The truth is that renewables are getting on for a balanced energy mix in their own right. They just look a bit variable because right now there’s a lot of that kind (wind, solar PV) around and rather less of the other kinds, such as wave and tide(less variable) and biomass (not at all).

I had this in mind when I spoke to the Renewable UK Marine and Tidal Energy event at the House of Commons last week and I said so to the assembled throng, who had brought with them in exhibition form an impressive array of …well … arrays: Pelamis, the sea monster wave machine, Tidal Power and International Energy’s tidal stream turbines, the wave hub and other devices in development. And the remarkable thing about them is that, modest power providers they are currently, collectively they represent a world lead in wave and tidal deployment.

At 2.4 mw installed it does indeed sound modest, but most are in the latter stages of the hurdle race, from concept to prototype to provable model to full production. Renewable UK and some government reports suggest that by 2020, we could be looking at an investment of £3.7bn per annum and 1.6gw installed.

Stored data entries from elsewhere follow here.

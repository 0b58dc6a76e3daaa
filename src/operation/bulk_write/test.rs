use pretty_assertions::assert_eq;
use tokio_util::sync::CancellationToken;

use crate::{
    bson::{doc, Bson},
    concern::WriteConcern,
    error::{BulkWriteOperationError, Error, ErrorKind, Result, ServerErrorCategory},
    operation::{
        BulkMixedWriteOperation,
        DeleteLimit,
        DeleteRequest,
        InsertRequest,
        UpdateRequest,
        WriteRequest,
    },
    options::{BulkWriteOptions, Hint, RetrySettings},
    results::BulkWriteOperationResult,
    session::ClientSession,
    test::{lsid, MockBinding},
    Namespace,
};

fn ns() -> Namespace {
    Namespace::new("db", "coll")
}

fn insert(i: i32) -> WriteRequest {
    InsertRequest::new(doc! { "_id": i, "x": i }).into()
}

fn update(i: i32) -> WriteRequest {
    UpdateRequest::builder()
        .filter(doc! { "_id": i })
        .update(doc! { "$inc": { "x": 1 } })
        .build()
        .into()
}

fn delete(i: i32) -> WriteRequest {
    DeleteRequest::builder()
        .filter(doc! { "_id": i })
        .build()
        .into()
}

fn ordered(ordered: bool) -> BulkWriteOptions {
    BulkWriteOptions::builder().ordered(ordered).build()
}

async fn run(
    binding: &MockBinding,
    requests: Vec<WriteRequest>,
    options: BulkWriteOptions,
) -> Result<BulkWriteOperationResult> {
    let mut session = ClientSession::new(lsid());
    BulkMixedWriteOperation::new(ns(), requests, options)
        .execute(
            binding,
            &mut session,
            RetrySettings::default(),
            CancellationToken::new(),
        )
        .await
}

fn bulk_write_failure(error: Error) -> BulkWriteOperationError {
    match *error.kind {
        ErrorKind::BulkWrite(failure) => failure,
        other => panic!("expected a bulk write error, got {other:?}"),
    }
}

/// The `_id` filters of each command's statements, in the order the commands were sent.
fn sent_ids(binding: &MockBinding) -> Vec<(String, Vec<i32>)> {
    binding
        .commands()
        .into_iter()
        .map(|command| {
            let statements = &command.document_sequences[0].documents;
            let ids = statements
                .iter()
                .map(|statement| match statement.get_document("q") {
                    Ok(filter) => filter.get_i32("_id").unwrap(),
                    Err(_) => statement.get_i32("_id").unwrap(),
                })
                .collect();
            (command.name, ids)
        })
        .collect()
}

#[tokio::test]
async fn ordered_batches_split_where_the_type_changes() {
    let binding = MockBinding::new();
    binding.push_reply(doc! { "ok": 1, "n": 2 });
    binding.push_reply(doc! { "ok": 1, "n": 1, "nModified": 1 });
    binding.push_reply(doc! { "ok": 1, "n": 1 });
    binding.push_reply(doc! { "ok": 1, "n": 1 });
    let requests = vec![insert(0), insert(1), update(2), delete(3), insert(4)];

    let result = run(&binding, requests.clone(), ordered(true)).await.unwrap();

    assert_eq!(
        sent_ids(&binding),
        vec![
            ("insert".to_string(), vec![0, 1]),
            ("update".to_string(), vec![2]),
            ("delete".to_string(), vec![3]),
            ("insert".to_string(), vec![4]),
        ]
    );
    assert_eq!(
        result,
        BulkWriteOperationResult::Acknowledged {
            request_count: 5,
            processed_requests: requests,
            inserted_count: 3,
            matched_count: 1,
            deleted_count: 1,
            modified_count: Some(1),
            upserts: vec![],
        }
    );
}

#[tokio::test]
async fn unordered_batches_group_every_request_of_a_type() {
    let binding = MockBinding::new();
    binding.push_reply(doc! {
        "ok": 1,
        "n": 1,
        "writeErrors": [{ "index": 1, "code": 11000, "errmsg": "duplicate key" }],
    });
    binding.push_reply(doc! { "ok": 1, "n": 2, "nModified": 2 });
    binding.push_reply(doc! { "ok": 1, "n": 1 });
    let requests = vec![insert(0), update(1), insert(2), delete(3), update(4)];

    let error = run(&binding, requests.clone(), ordered(false))
        .await
        .unwrap_err();

    assert_eq!(
        sent_ids(&binding),
        vec![
            ("insert".to_string(), vec![0, 2]),
            ("update".to_string(), vec![1, 4]),
            ("delete".to_string(), vec![3]),
        ]
    );
    let failure = bulk_write_failure(error);
    assert_eq!(failure.failed_indexes(), vec![2]);
    assert_eq!(
        failure.write_errors[0].category,
        ServerErrorCategory::DuplicateKey
    );
    assert_eq!(failure.result.processed_requests(), &requests[..]);
    assert_eq!(failure.result.inserted_count(), Some(1));
    assert_eq!(failure.result.matched_count(), Some(2));
    assert_eq!(failure.result.deleted_count(), Some(1));
    assert!(failure.unprocessed_requests.is_empty());
}

#[tokio::test]
async fn unordered_write_continues_after_a_failed_batch() {
    let binding = MockBinding::new();
    binding.push_reply(doc! { "ok": 1, "n": 1 });
    binding.push_reply(doc! {
        "ok": 1,
        "n": 0,
        "nModified": 0,
        "writeErrors": [{ "index": 0, "code": 2, "codeName": "BadValue", "errmsg": "bad update" }],
    });
    binding.push_reply(doc! { "ok": 1, "n": 1 });

    let error = run(&binding, vec![insert(0), update(1), delete(2)], ordered(false))
        .await
        .unwrap_err();

    assert_eq!(
        binding.command_names(),
        vec!["insert".to_string(), "update".to_string(), "delete".to_string()]
    );
    let failure = bulk_write_failure(error);
    assert_eq!(failure.write_errors.len(), 1);
    assert_eq!(failure.write_errors[0].index, 1);
    assert_eq!(failure.write_errors[0].code_name.as_deref(), Some("BadValue"));
    assert_eq!(
        failure.write_errors[0].category,
        ServerErrorCategory::Uncategorized
    );
    assert_eq!(failure.result.inserted_count(), Some(1));
    assert_eq!(failure.result.deleted_count(), Some(1));
    assert_eq!(failure.result.processed_requests().len(), 3);
}

#[tokio::test]
async fn ordered_write_stops_at_the_first_write_error() {
    let binding = MockBinding::new();
    binding.push_reply(doc! {
        "ok": 1,
        "n": 1,
        "writeErrors": [{ "index": 1, "code": 11000, "errmsg": "duplicate key" }],
    });
    let requests = vec![insert(0), insert(1), insert(2), update(3)];

    let error = run(&binding, requests.clone(), ordered(true))
        .await
        .unwrap_err();

    assert_eq!(binding.command_names(), vec!["insert".to_string()]);
    let failure = bulk_write_failure(error);
    assert_eq!(failure.failed_indexes(), vec![1]);
    assert_eq!(failure.result.processed_requests(), &requests[..2]);
    assert_eq!(failure.unprocessed_requests, requests[2..].to_vec());
    assert_eq!(failure.result.request_count(), 4);
}

#[tokio::test]
async fn upserts_report_original_indexes() {
    let binding = MockBinding::new();
    binding.push_reply(doc! { "ok": 1, "n": 1 });
    binding.push_reply(doc! {
        "ok": 1,
        "n": 2,
        "nModified": 1,
        "upserted": [{ "index": 1, "_id": 7 }],
    });

    let result = run(&binding, vec![delete(0), update(1), update(2)], ordered(true))
        .await
        .unwrap();

    assert_eq!(result.matched_count(), Some(1));
    assert_eq!(result.modified_count(), Some(1));
    assert_eq!(result.upserts().len(), 1);
    assert_eq!(result.upserts()[0].index, 2);
    assert_eq!(result.upserts()[0].id, Bson::Int32(7));
}

#[tokio::test]
async fn large_batches_are_split_into_several_commands() {
    let binding = MockBinding::new();
    binding.push_reply(doc! { "ok": 1, "n": 2 });
    binding.push_reply(doc! { "ok": 1, "n": 2 });
    binding.push_reply(doc! { "ok": 1, "n": 1 });
    let options = BulkWriteOptions::builder().max_batch_count(2).build();

    let result = run(&binding, (0..5).map(insert).collect(), options)
        .await
        .unwrap();

    assert_eq!(
        sent_ids(&binding),
        vec![
            ("insert".to_string(), vec![0, 1]),
            ("insert".to_string(), vec![2, 3]),
            ("insert".to_string(), vec![4]),
        ]
    );
    assert_eq!(result.inserted_count(), Some(5));
}

#[tokio::test]
async fn unacknowledged_ordered_write_waits_for_earlier_batches() {
    let binding = MockBinding::new();
    binding.push_reply(doc! { "ok": 1, "n": 1 });
    let options = BulkWriteOptions::builder()
        .write_concern(WriteConcern::unacknowledged())
        .build();

    let result = run(&binding, vec![insert(0), delete(1)], options)
        .await
        .unwrap();

    let commands = binding.commands();
    assert_eq!(commands.len(), 2);
    assert_eq!(
        commands[0].body.get_document("writeConcern").unwrap(),
        &doc! { "w": 1 }
    );
    assert_eq!(
        commands[1].body.get_document("writeConcern").unwrap(),
        &doc! { "w": 0 }
    );
    assert_eq!(binding.remaining_replies(), 0);
    assert!(!result.is_acknowledged());
    assert_eq!(result.processed_requests().len(), 2);
}

#[tokio::test]
async fn hint_with_unacknowledged_write_concern_is_rejected() {
    let binding = MockBinding::new();
    let hinted: WriteRequest = DeleteRequest::builder()
        .filter(doc! {})
        .hint(Hint::Name("x_1".to_string()))
        .build()
        .into();
    let options = BulkWriteOptions::builder()
        .write_concern(WriteConcern::unacknowledged())
        .build();

    let error = run(&binding, vec![insert(0), hinted], options)
        .await
        .unwrap_err();

    assert!(error.is_invalid_argument());
    assert!(binding.selections().is_empty());
}

#[tokio::test]
async fn empty_bulk_write_is_rejected() {
    let binding = MockBinding::new();
    let error = run(&binding, vec![], BulkWriteOptions::default())
        .await
        .unwrap_err();
    assert!(error.is_invalid_argument());
    assert!(binding.selections().is_empty());
}

#[tokio::test]
async fn update_without_operators_is_rejected() {
    let binding = MockBinding::new();
    let request: WriteRequest = UpdateRequest::builder()
        .filter(doc! {})
        .update(doc! { "x": 1 })
        .build()
        .into();

    let error = run(&binding, vec![request], BulkWriteOptions::default())
        .await
        .unwrap_err();
    assert!(error.is_invalid_argument());
}

#[tokio::test]
async fn single_document_writes_are_retried() {
    let binding = MockBinding::new();
    binding.push_error(Error::network_timeout());
    binding.push_reply(doc! { "ok": 1, "n": 2 });

    let result = run(&binding, vec![insert(0), insert(1)], ordered(true))
        .await
        .unwrap();

    assert_eq!(result.inserted_count(), Some(2));
    let commands = binding.commands();
    assert_eq!(commands.len(), 2);
    assert_eq!(commands[0].body.get_i64("txnNumber").unwrap(), 1);
    assert_eq!(commands[1].body.get_i64("txnNumber").unwrap(), 1);
    assert_eq!(
        commands[0].document_sequences,
        commands[1].document_sequences
    );
    let targets = binding.command_targets();
    assert_ne!(targets[0], targets[1]);
}

#[tokio::test]
async fn multi_document_writes_are_not_retried() {
    let binding = MockBinding::new();
    binding.push_error(Error::network_timeout());
    let delete_many: WriteRequest = DeleteRequest::builder()
        .filter(doc! { "x": { "$gt": 1 } })
        .limit(DeleteLimit::Many)
        .build()
        .into();

    let error = run(&binding, vec![delete_many], ordered(true))
        .await
        .unwrap_err();

    assert!(error.is_network_error());
    let commands = binding.commands();
    assert_eq!(commands.len(), 1);
    assert!(!commands[0].body.contains_key("txnNumber"));
}

#[tokio::test]
async fn write_concern_error_is_reported_with_the_result() {
    let binding = MockBinding::new();
    binding.push_reply(doc! {
        "ok": 1,
        "n": 1,
        "writeConcernError": { "code": 64, "codeName": "WriteConcernFailed", "errmsg": "waiting for replication timed out" },
    });

    let error = run(&binding, vec![insert(0)], ordered(true))
        .await
        .unwrap_err();

    assert_eq!(binding.commands().len(), 1);
    let failure = bulk_write_failure(error);
    assert!(failure.write_errors.is_empty());
    assert_eq!(failure.write_concern_error.map(|e| e.code), Some(64));
    assert_eq!(failure.result.inserted_count(), Some(1));
}

#[tokio::test]
async fn statements_and_command_options() {
    let binding = MockBinding::new();
    binding.push_reply(doc! { "ok": 1, "n": 0, "nModified": 0 });
    binding.push_reply(doc! { "ok": 1, "n": 0 });
    let update_many: WriteRequest = UpdateRequest::builder()
        .filter(doc! { "x": 1 })
        .update(vec![doc! { "$set": { "y": "$$v" } }])
        .multi(true)
        .upsert(true)
        .hint(Hint::Name("x_1".to_string()))
        .build()
        .into();
    let delete_many: WriteRequest = DeleteRequest::builder()
        .filter(doc! { "x": 2 })
        .limit(DeleteLimit::Many)
        .build()
        .into();
    let options = BulkWriteOptions::builder()
        .ordered(false)
        .let_vars(doc! { "v": 1 })
        .bypass_document_validation(true)
        .build();

    run(&binding, vec![update_many, delete_many], options)
        .await
        .unwrap();

    let commands = binding.commands();
    assert_eq!(
        commands[0].body,
        doc! {
            "update": "coll",
            "ordered": false,
            "bypassDocumentValidation": true,
            "let": { "v": 1 },
            "lsid": lsid(),
        }
    );
    assert_eq!(
        commands[0].document_sequence("updates").unwrap(),
        &[doc! {
            "q": { "x": 1 },
            "u": [{ "$set": { "y": "$$v" } }],
            "multi": true,
            "upsert": true,
            "hint": "x_1",
        }][..]
    );
    assert_eq!(
        commands[1].body,
        doc! { "delete": "coll", "ordered": false, "let": { "v": 1 }, "lsid": lsid() }
    );
    assert_eq!(
        commands[1].document_sequence("deletes").unwrap(),
        &[doc! { "q": { "x": 2 }, "limit": 0 }][..]
    );
}

#[test]
fn inserts_get_an_id_up_front() {
    let request = InsertRequest::new(doc! { "x": 1 });
    let keys: Vec<&String> = request.document.keys().collect();
    assert_eq!(keys, vec!["_id", "x"]);
    assert!(matches!(request.id(), Some(Bson::ObjectId(_))));

    let request = InsertRequest::new(doc! { "x": 1, "_id": 5 });
    assert_eq!(request.document, doc! { "x": 1, "_id": 5 });
}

And here comes the but; but only if there is a funding stream to get them to the end of the development process.  The Marine Renewables Deployment fund, The Government’s ring-fenced capital funding programme, will be ending in March next year.  A £200 million DECC renewable fund replaces it, but Marine (I think) stands a strong chance of being crowded out; and we face, potentially the prospect of yet another UK lead technology lead dissipating and eventually being picked up elsewhere, to great benefit.   Set against that is the sheer scale of the resource we have in abundance the UK: the strongest tidal streams and the most powerful wave systems in Europe; both only modestly variable, and completely predictable.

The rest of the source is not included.